Era uma tarde ensolarada, porém com um vento muito intenso, o que fazia com o ar ficasse extremamente seco. As folhas das árvores se mexiam bastante e até as águas de um lago próximo faziam leves ondulações. Em meio a uma montanha, havia um mosteiro, onde, na sala principal, estavam apenas um mestre e um discípulo.


- Mestre, hoje quero entender o porquê das dificuldades...


- Dificuldades? Pode ser mais específico?


- Sim... Quero entender o porquê acontecem coisas que nos deixam tristes, que frustram nossos planos, que corroem nossos sonhos...


- Eu poderia lhe responder que te falta fé, mas essa resposta não bastaria, bastaria?


- Não, mestre... Estou inclinado a pensar que existe o mal e que ele a todo momento nos ataca, nos reprime e tenta nos derrubar.


- Hum... Pois veja, o mal de fato não existe, mas não vamos falar sobre isso agora. Existem ações que nós consideramos más porque nos causam um efeito imediato que é negativo para o nosso ego, vamos pensar nessas ações. Você tem um prato, ele está cheio de comida. Eu tenho um prato também, que, no entanto, não possui nem metade da comida do seu prato. Além disso, quero comer batatas e somente o seu prato as possui. Eu pego uma batata do seu prato. Cometi uma má ação, segundo seus desígnios?

- Por certo que sim, mestre! Pegou uma coisa que não era sua.
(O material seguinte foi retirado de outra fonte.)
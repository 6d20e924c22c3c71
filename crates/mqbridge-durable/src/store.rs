//! ---
//! mqb_section: "03-durable-subscriptions"
//! mqb_subsection: "module"
//! mqb_type: "source"
//! mqb_scope: "code"
//! mqb_description: "Durable subscription records and acknowledgement persistence."
//! mqb_version: "v0.1.0"
//! mqb_owner: "tbd"
//! ---
use chrono::{DateTime, Utc};
use mqbridge_transport::{Destination, MessageId, SubscriptionKey};
use serde::{Deserialize, Serialize};

use crate::Result;

/// Parameters a durable subscription was created with.
#[derive(Debug, Clone, PartialEq, Eq, Serialize, Deserialize)]
pub struct SubscriptionInfo {
    /// Topic the subscription listens on.
    pub topic: Destination,
    /// Opaque selector string, if any.
    #[serde(default)]
    pub selector: Option<String>,
    /// Whether samples from the owning connection are suppressed.
    #[serde(default)]
    pub no_local: bool,
    /// When the record was created.
    pub created_at: DateTime<Utc>,
}

impl SubscriptionInfo {
    /// Describe a subscription created now.
    pub fn new(topic: Destination, selector: Option<String>, no_local: bool) -> Self {
        Self {
            topic,
            selector,
            no_local,
            created_at: Utc::now(),
        }
    }

    /// Explain why `requested` cannot reuse this record, or `None` if it can.
    pub fn mismatch(&self, requested: &SubscriptionInfo) -> Option<String> {
        if self.topic != requested.topic {
            return Some(format!(
                "created on {}, requested on {}",
                self.topic, requested.topic
            ));
        }
        if self.selector != requested.selector {
            return Some(format!(
                "created with selector {:?}, requested with {:?}",
                self.selector, requested.selector
            ));
        }
        if self.no_local != requested.no_local {
            return Some(format!(
                "created with noLocal={}, requested with noLocal={}",
                self.no_local, requested.no_local
            ));
        }
        None
    }
}

/// Listing entry returned by [`SubscriptionStore::subscriptions`].
#[derive(Debug, Clone, PartialEq, Eq)]
pub struct SubscriptionSummary {
    /// Subscription identity.
    pub key: SubscriptionKey,
    /// Creation parameters.
    pub info: SubscriptionInfo,
    /// Number of acknowledged message identifiers recorded.
    pub acknowledged: usize,
}

/// External persistence of acknowledged message identifiers, keyed by
/// subscription identity.
///
/// Implementations must make [`SubscriptionStore::acknowledge`] durable
/// before returning `Ok`, and must not report an identifier as acknowledged
/// unless that write succeeded.
pub trait SubscriptionStore: Send + Sync {
    /// Creation parameters of a subscription, if a record exists.
    fn subscription(&self, key: &SubscriptionKey) -> Result<Option<SubscriptionInfo>>;
    /// Create an empty record. Fails if one already exists.
    fn create(&self, key: &SubscriptionKey, info: SubscriptionInfo) -> Result<()>;
    /// Whether `id` was acknowledged through `key`.
    fn is_acknowledged(&self, key: &SubscriptionKey, id: &MessageId) -> Result<bool>;
    /// Record `id` as acknowledged through `key`. Recording an id twice is a no-op.
    fn acknowledge(&self, key: &SubscriptionKey, id: &MessageId) -> Result<()>;
    /// Delete the record. Returns `false` if there was none.
    fn unsubscribe(&self, key: &SubscriptionKey) -> Result<bool>;
    /// Acknowledged identifiers of a subscription, in acknowledgement order.
    fn acknowledged_ids(&self, key: &SubscriptionKey) -> Result<Vec<MessageId>>;
    /// Every record in the store, ordered by key.
    fn subscriptions(&self) -> Result<Vec<SubscriptionSummary>>;
}
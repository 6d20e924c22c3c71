//! ---
//! mqb_section: "01-core-functionality"
//! mqb_subsection: "module"
//! mqb_type: "source"
//! mqb_scope: "code"
//! mqb_description: "Shared configuration and tracing primitives."
//! mqb_version: "v0.1.0"
//! mqb_owner: "tbd"
//! ---
//! Configuration loading and tracing setup shared by the bridge crates
//! and the `mqbridgectl` binary.

pub mod config;
pub mod logging;

pub use config::{
    BridgeConfig, LoadedBridgeConfig, LoggingConfig, MetricsConfig, SessionConfig, StoreConfig,
    StoreKind, TransportConfig,
};
pub use logging::{init_tracing, LogFormat};
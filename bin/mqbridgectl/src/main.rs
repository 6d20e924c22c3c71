//! ---
//! mqb_section: "06-cli"
//! mqb_subsection: "binary"
//! mqb_type: "source"
//! mqb_scope: "code"
//! mqb_description: "Control CLI for operators inspecting mqbridge state."
//! mqb_version: "v0.1.0"
//! mqb_owner: "tbd"
//! ---
use anyhow::Result;
use clap::{Parser, Subcommand};

mod demo;
mod subscriptions;

#[derive(Debug, Parser)]
#[command(
    author,
    version,
    about = "mqbridge administrative control utility",
    long_about = None
)]
struct Cli {
    #[command(subcommand)]
    command: Commands,
}

#[derive(Debug, Subcommand)]
enum Commands {
    #[command(subcommand, about = "Inspect durable subscriptions in a file store")]
    Subscriptions(subscriptions::SubscriptionsCommand),
    #[command(about = "Remove a durable subscription and its acknowledged ids")]
    Unsubscribe(subscriptions::SubscriptionArgs),
    #[command(about = "Publish and consume messages through an in-process bridge")]
    Demo(demo::DemoCommand),
}

fn main() -> Result<()> {
    let cli = Cli::parse();
    match cli.command {
        Commands::Subscriptions(cmd) => {
            mqbridge_logging::init();
            subscriptions::run(cmd)?
        }
        Commands::Unsubscribe(args) => {
            mqbridge_logging::init();
            subscriptions::unsubscribe(&args)?
        }
        Commands::Demo(cmd) => cmd.execute()?,
    }
    Ok(())
}
//! ---
//! mqb_section: "03-durable-subscriptions"
//! mqb_subsection: "module"
//! mqb_type: "source"
//! mqb_scope: "code"
//! mqb_description: "Durable subscription records and acknowledgement persistence."
//! mqb_version: "v0.1.0"
//! mqb_owner: "tbd"
//! ---
use std::collections::BTreeMap;
use std::fs::{self, File, OpenOptions};
use std::io::{BufRead, BufReader, Write};
use std::path::{Path, PathBuf};

use chrono::{DateTime, Utc};
use indexmap::IndexSet;
use mqbridge_transport::{MessageId, SubscriptionKey};
use parking_lot::Mutex;
use serde::{Deserialize, Serialize};
use sha2::{Digest, Sha256};
use tracing::{debug, error, info, warn};
use walkdir::WalkDir;

use crate::store::{SubscriptionInfo, SubscriptionStore, SubscriptionSummary};
use crate::{Result, StoreError};

/// Current subscription log format version.
pub const LOG_VERSION: u16 = 1;

const LOG_EXTENSION: &str = "sub";

/// First line of every subscription log.
#[derive(Debug, Clone, Serialize, Deserialize)]
struct LogHeader {
    version: u16,
    created_at: DateTime<Utc>,
    key_hash: String,
    key: SubscriptionKey,
    info: SubscriptionInfo,
}

/// One acknowledged message identifier.
#[derive(Debug, Clone, Serialize, Deserialize)]
struct AckEntry {
    sequence: u64,
    timestamp: DateTime<Utc>,
    message_id: MessageId,
}

/// Store keeping one append-only JSON-lines log per subscription in a directory.
///
/// Each acknowledgement is appended and synced to disk before it is
/// reported; reopening the directory restores every record.
pub struct FileSubscriptionStore {
    directory: PathBuf,
    records: Mutex<BTreeMap<SubscriptionKey, FileRecord>>,
}

struct FileRecord {
    path: PathBuf,
    info: SubscriptionInfo,
    acknowledged: IndexSet<MessageId>,
    file: File,
    committed_len: u64,
    last_sequence: u64,
}

impl FileRecord {
    fn append(&mut self, id: &MessageId) -> Result<()> {
        let entry = AckEntry {
            sequence: self.last_sequence + 1,
            timestamp: Utc::now(),
            message_id: id.clone(),
        };
        let mut line = serde_json::to_vec(&entry)?;
        line.push(b'\n');

        let written = self
            .file
            .write_all(&line)
            .and_then(|()| self.file.sync_data());
        if let Err(err) = written {
            // Drop any partial line so later appends stay parseable.
            if let Err(truncate) = self.file.set_len(self.committed_len) {
                error!(path = %self.path.display(), error = %truncate, "unable to roll back partial entry");
            }
            return Err(err.into());
        }

        self.committed_len += line.len() as u64;
        self.last_sequence = entry.sequence;
        self.acknowledged.insert(entry.message_id);
        Ok(())
    }
}

impl FileSubscriptionStore {
    /// Open (creating if needed) a store rooted at `directory` and load every log in it.
    pub fn open(directory: impl AsRef<Path>) -> Result<Self> {
        let directory = directory.as_ref().to_path_buf();
        fs::create_dir_all(&directory)?;

        let mut records = BTreeMap::new();
        for entry in WalkDir::new(&directory).min_depth(1).max_depth(1) {
            let entry = entry.map_err(|err| StoreError::Io(err.into()))?;
            let is_log = entry.file_type().is_file()
                && entry.path().extension().and_then(|ext| ext.to_str()) == Some(LOG_EXTENSION);
            if !is_log {
                continue;
            }
            let (key, record) = load_record(entry.path())?;
            debug!(subscription = %key, acknowledged = record.acknowledged.len(), "loaded subscription log");
            records.insert(key, record);
        }

        info!(directory = %directory.display(), subscriptions = records.len(), "durable subscription store opened");
        Ok(Self {
            directory,
            records: Mutex::new(records),
        })
    }

    /// Directory holding the subscription logs.
    pub fn directory(&self) -> &Path {
        &self.directory
    }

    fn path_for(&self, key: &SubscriptionKey) -> PathBuf {
        self.directory
            .join(format!("{}.{LOG_EXTENSION}", key_hash(key)))
    }
}

impl std::fmt::Debug for FileSubscriptionStore {
    fn fmt(&self, f: &mut std::fmt::Formatter<'_>) -> std::fmt::Result {
        f.debug_struct("FileSubscriptionStore")
            .field("directory", &self.directory)
            .finish_non_exhaustive()
    }
}

impl SubscriptionStore for FileSubscriptionStore {
    fn subscription(&self, key: &SubscriptionKey) -> Result<Option<SubscriptionInfo>> {
        Ok(self.records.lock().get(key).map(|record| record.info.clone()))
    }

    fn create(&self, key: &SubscriptionKey, info: SubscriptionInfo) -> Result<()> {
        let mut records = self.records.lock();
        if records.contains_key(key) {
            return Err(StoreError::AlreadyExists(key.clone()));
        }

        let path = self.path_for(key);
        let header = LogHeader {
            version: LOG_VERSION,
            created_at: Utc::now(),
            key_hash: key_hash(key),
            key: key.clone(),
            info: info.clone(),
        };
        let mut line = serde_json::to_vec(&header)?;
        line.push(b'\n');

        let mut file = OpenOptions::new()
            .create_new(true)
            .append(true)
            .open(&path)?;
        let written = file.write_all(&line).and_then(|()| file.sync_all());
        if let Err(err) = written {
            drop(file);
            if let Err(cleanup) = fs::remove_file(&path) {
                warn!(path = %path.display(), error = %cleanup, "unable to remove incomplete subscription log");
            }
            return Err(err.into());
        }

        debug!(subscription = %key, path = %path.display(), "subscription log created");
        records.insert(
            key.clone(),
            FileRecord {
                path,
                info,
                acknowledged: IndexSet::new(),
                file,
                committed_len: line.len() as u64,
                last_sequence: 0,
            },
        );
        Ok(())
    }

    fn is_acknowledged(&self, key: &SubscriptionKey, id: &MessageId) -> Result<bool> {
        Ok(self
            .records
            .lock()
            .get(key)
            .is_some_and(|record| record.acknowledged.contains(id)))
    }

    fn acknowledge(&self, key: &SubscriptionKey, id: &MessageId) -> Result<()> {
        let mut records = self.records.lock();
        let record = records
            .get_mut(key)
            .ok_or_else(|| StoreError::UnknownSubscription(key.clone()))?;
        if record.acknowledged.contains(id) {
            return Ok(());
        }
        record.append(id)
    }

    fn unsubscribe(&self, key: &SubscriptionKey) -> Result<bool> {
        let mut records = self.records.lock();
        let Some(record) = records.get(key) else {
            return Ok(false);
        };
        match fs::remove_file(&record.path) {
            Ok(()) => {}
            Err(err) if err.kind() == std::io::ErrorKind::NotFound => {
                warn!(subscription = %key, path = %record.path.display(), "subscription log already gone");
            }
            Err(err) => return Err(err.into()),
        }
        records.remove(key);
        debug!(subscription = %key, "subscription log removed");
        Ok(true)
    }

    fn acknowledged_ids(&self, key: &SubscriptionKey) -> Result<Vec<MessageId>> {
        let records = self.records.lock();
        let record = records
            .get(key)
            .ok_or_else(|| StoreError::UnknownSubscription(key.clone()))?;
        Ok(record.acknowledged.iter().cloned().collect())
    }

    fn subscriptions(&self) -> Result<Vec<SubscriptionSummary>> {
        Ok(self
            .records
            .lock()
            .iter()
            .map(|(key, record)| SubscriptionSummary {
                key: key.clone(),
                info: record.info.clone(),
                acknowledged: record.acknowledged.len(),
            })
            .collect())
    }
}

fn key_hash(key: &SubscriptionKey) -> String {
    let mut hasher = Sha256::new();
    hasher.update(key.client_id.as_str().as_bytes());
    hasher.update([0u8]);
    hasher.update(key.name.as_bytes());
    hex::encode(hasher.finalize())
}

fn corrupt(path: &Path, reason: impl Into<String>) -> StoreError {
    StoreError::Corrupt {
        path: path.to_path_buf(),
        reason: reason.into(),
    }
}

fn load_record(path: &Path) -> Result<(SubscriptionKey, FileRecord)> {
    let mut reader = BufReader::new(File::open(path)?);
    let mut line = String::new();

    let header_len = reader.read_line(&mut line)?;
    if header_len == 0 || !line.ends_with('\n') {
        return Err(corrupt(path, "missing header"));
    }
    let header: LogHeader = serde_json::from_str(line.trim_end())
        .map_err(|err| corrupt(path, format!("invalid header: {err}")))?;
    if header.version != LOG_VERSION {
        return Err(corrupt(path, format!("unsupported version {}", header.version)));
    }
    if header.key_hash != key_hash(&header.key) {
        return Err(corrupt(path, "key hash mismatch"));
    }

    let mut acknowledged = IndexSet::new();
    let mut last_sequence = 0u64;
    let mut committed_len = header_len as u64;
    let mut torn: Option<String> = None;

    loop {
        line.clear();
        let read = reader.read_line(&mut line)?;
        if read == 0 {
            break;
        }
        if let Some(reason) = torn.take() {
            // Only the final line may be incomplete.
            return Err(corrupt(path, reason));
        }
        if !line.ends_with('\n') {
            torn = Some("unterminated entry".to_owned());
            continue;
        }
        if line.trim().is_empty() {
            committed_len += read as u64;
            continue;
        }
        match serde_json::from_str::<AckEntry>(line.trim_end()) {
            Ok(entry) => {
                last_sequence = entry.sequence;
                acknowledged.insert(entry.message_id);
                committed_len += read as u64;
            }
            Err(err) => torn = Some(format!("invalid entry: {err}")),
        }
    }

    let file = OpenOptions::new().append(true).open(path)?;
    if let Some(reason) = torn {
        warn!(path = %path.display(), reason = %reason, "discarding torn trailing entry");
        file.set_len(committed_len)?;
    }

    Ok((
        header.key,
        FileRecord {
            path: path.to_path_buf(),
            info: header.info,
            acknowledged,
            file,
            committed_len,
            last_sequence,
        },
    ))
}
- Bom, mas e se você não estivesse com tanta fome, mas tivesse toda essa comida, já eu, por outro lado, não tenho quase nenhuma comida e estou faminto. Não seria isso uma tendência ao equilíbrio natural, talvez?


- Mas mestre, se você tivesse pedido ao invés de pego a batata, eu te daria e ficaria tudo bem!


- Exato, vamos começar por aí, muito bem. O que você disse é verdade, mas agora transcendendo a ideia da batata para outras ações, você compreende que para controlarmos um equilíbrio natural que o instinto tenta impor nós precisamos, antes de tudo, ser educados e evoluir como seres humanos? Uma das tarefas e do caminho da humanidade é dominar, controlar os nossos instintos ao invés de sermos controlados por eles. A vida se tornaria mais fácil. Não é, muitas vezes, que a pessoa queira te fazer mal, ela apenas segue um instinto rumo ao equilíbrio natural; porém, por não ter tido nenhum tipo de educação mais elaborada e muito menos filosófica, essa pessoa vai agir exclusivamente sob a égide de seus instintos, o que tornará sua ação desagradável e potencialmente possível de ser taxada de má. Existiam outros caminhos, mas ela não os vislumbrou.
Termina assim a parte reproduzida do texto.